[[ Available records open ]]

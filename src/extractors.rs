use axum::{
    async_trait,
    extract::{FromRequest, FromRequestParts},
    http::request::Parts,
};

use crate::{db::Session, error::AppError, state::AppState};

/// Opens the request's store session before the handler body runs.
#[async_trait]
impl FromRequestParts<AppState> for Session {
    type Rejection = AppError;

    async fn from_request_parts(
        _parts: &mut Parts,
        state: &AppState,
    ) -> Result<Self, Self::Rejection> {
        Ok(state.db.open_session().await?)
    }
}

/// `axum::Json` answering malformed bodies with a 422 `{"detail": ...}`.
#[derive(FromRequest)]
#[from_request(via(axum::Json), rejection(AppError))]
pub struct JsonBody<T>(pub T);

/// `axum::extract::Path` with the same rejection shape as [`JsonBody`].
#[derive(FromRequestParts)]
#[from_request(via(axum::extract::Path), rejection(AppError))]
pub struct PathParam<T>(pub T);

#[derive(FromRequestParts)]
#[from_request(via(axum::extract::Query), rejection(AppError))]
pub struct QueryParams<T>(pub T);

[[ Available records closed ]]

**Activity:** Every line above with the word "FromRequestParts" is to be copied out.

**Reply:**
    extract::{FromRequest, FromRequestParts},
impl FromRequestParts<AppState> for Session {
#[derive(FromRequestParts)]
#[derive(FromRequestParts)]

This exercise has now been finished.